Vi vs. Emacs (-1, Flamebait)

Anonymous Coward | more than 12 years ago | (#2773372)

Many editor flamefests break out between users of Vi vs. users of Emacs. The fact of it all, however, is that Vi is absolutely more powerful than Emacs is, and Vim is even more featureful than Vi is.

The bottom line is, people who actually prefer Emacs over Vi are mindless simpletons who cannot grasp the vi command set, or are unwilling to take the time to learn it.

Admittedly, vi has a rather steep learning curve, but take the time to learn it, and your hard efforts will be rewarded for it.

Re:Vi vs. Emacs (-1, Offtopic)

Anonymous Coward | more than 12 years ago | (#2773645)

How the _FUCK_ is the parent post flamebait, you cocksucking fucking motherfucking god damn jesus christ'n motherfucking asshole moderators?

These terrorist, cowardly, vile acts shall be corrected in meta-moderation, you cocksmoking motherfucking bitch sucking jesus christ'n shit eating whores.

VILE! (0)

Anonymous Coward | more than 12 years ago | (#2773392)

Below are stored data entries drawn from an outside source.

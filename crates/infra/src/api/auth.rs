//! Access token refresh
//!
//! Exchanges the stored refresh token for a new access token. The refresh
//! call bypasses the authenticated client entirely: no bearer header, no
//! activity tracking, no recursive refresh. Concurrent callers share one
//! refresh through a single-flight slot.

use std::sync::Arc;

use localstore_common::auth::{StorageError, TokenKind, TokenStore};
use localstore_common::sync::SingleFlight;
use localstore_domain::{RefreshRequest, RefreshResponse};
use reqwest::Method;
use thiserror::Error;
use tracing::{debug, info, warn};
use url::Url;

use super::errors::ApiError;
use crate::http::HttpClient;

/// Why a refresh did not produce a new access token.
#[derive(Debug, Clone, Error, PartialEq, Eq)]
pub enum RefreshFailure {
    /// No refresh token stored; nothing was attempted or cleared.
    #[error("no refresh token stored")]
    MissingRefreshToken,

    /// The refresh endpoint refused or could not be reached; both tokens
    /// have been removed.
    #[error("token refresh rejected: {0}")]
    Rejected(String),

    /// Token storage failed while reading or persisting.
    #[error(transparent)]
    Storage(#[from] StorageError),
}

type RefreshResult = Result<String, RefreshFailure>;

/// Single-flight access token refresher.
pub struct TokenRefresher {
    http: HttpClient,
    refresh_url: Url,
    tokens: Arc<dyn TokenStore>,
    flight: SingleFlight<RefreshResult>,
}

impl TokenRefresher {
    /// Create a refresher posting to `refresh_url`.
    pub fn new(http: HttpClient, refresh_url: Url, tokens: Arc<dyn TokenStore>) -> Self {
        Self { http, refresh_url, tokens, flight: SingleFlight::new() }
    }

    /// Endpoint the refresh token is posted to.
    pub fn refresh_url(&self) -> &Url {
        &self.refresh_url
    }

    /// Obtain a usable access token after a request carrying
    /// `rejected_token` got a 401.
    ///
    /// If storage already holds a different access token, another request
    /// refreshed in the meantime and that token is returned without a
    /// network call.
    pub async fn refresh_after(&self, rejected_token: Option<&str>) -> RefreshResult {
        let current = self.tokens.get(TokenKind::Access).await?;
        if let Some(current) = current {
            if rejected_token != Some(current.as_str()) {
                debug!("access token already replaced; skipping refresh");
                return Ok(current);
            }
        }

        let http = self.http.clone();
        let url = self.refresh_url.clone();
        let tokens = Arc::clone(&self.tokens);
        self.flight.run(move || refresh_once(http, url, tokens)).await
    }

    /// Whether a refresh call is currently in flight.
    pub fn is_refreshing(&self) -> bool {
        self.flight.is_in_flight()
    }
}

async fn refresh_once(http: HttpClient, url: Url, tokens: Arc<dyn TokenStore>) -> RefreshResult {
    let Some(refresh) = tokens.get(TokenKind::Refresh).await? else {
        debug!("no refresh token stored; cannot refresh");
        return Err(RefreshFailure::MissingRefreshToken);
    };

    match exchange(&http, url, refresh).await {
        Ok(access) => {
            tokens.set(TokenKind::Access, &access).await?;
            info!("access token refreshed");
            Ok(access)
        }
        Err(err) => {
            warn!(error = %err, "token refresh failed; clearing stored session");
            if let Err(clear_err) = tokens.clear().await {
                warn!(error = %clear_err, "failed to clear stored tokens");
            }
            Err(RefreshFailure::Rejected(err.to_string()))
        }
    }
}

async fn exchange(http: &HttpClient, url: Url, refresh: String) -> Result<String, ApiError> {
    let builder = http.request(Method::POST, url).json(&RefreshRequest { refresh });
    let response = http.send(builder).await?;

    let status = response.status();
    let body = response.bytes().await?;
    if !status.is_success() {
        return Err(ApiError::from_response(status, &body));
    }

    let parsed: RefreshResponse =
        serde_json::from_slice(&body).map_err(|e| ApiError::Decode(e.to_string()))?;
    Ok(parsed.access)
}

Theres a version of vi called VILE
Describes it perfectly!

Nazi frogmen! (-1, Offtopic)

Anonymous Coward | more than 12 years ago | (#2773415)

Nazi frogmen [svlug.org]

Goatse link (-1, Offtopic)

Anonymous Coward | more than 12 years ago | (#2773423)

You must have one And here it is [goatse.cx]

LotE - Lord of the Editors (-1, Offtopic)

Anonymous Coward | more than 12 years ago | (#2773447)

Three Editors for the VIM Kings under the sky,
Seven for the DWARF-lords in their halls of debug information,
Nine for the UNIX Men doomed to die,
One for the Dark Lord on his dark One Microsoft Way,
In the land of Redmond where the Shadows lie.
One Editor to rule them all, One Editor to Find them,
One Editor to bring them all and in the Darkness bind them
In the Land of Redmond where the Shadows lie.

You suck. (0)

Anonymous Coward | more than 12 years ago | (#2773857)

No fucking text.

Re:LotE - Lord of the Editors (0)

Anonymous Coward | more than 12 years ago | (#2773858)

SHUTUP! Shutup, shutup, shutup!

fundamental.... (2, Insightful)

vvikram (260064) | more than 12 years ago | (#2773476)

we seldom realize how many people use editors [like vim] day in and out and how integral its become......

i read the article fully and it seems an incredibly complex piece of work , one which seems to function perfectly too . imho, writing a full-fledged editor like that is one p.i.t.a almost comparable to maintaining kernel trees:)

also from the interview at least, what comes across is a serious, single-minded dedication to making _proper_ stable software.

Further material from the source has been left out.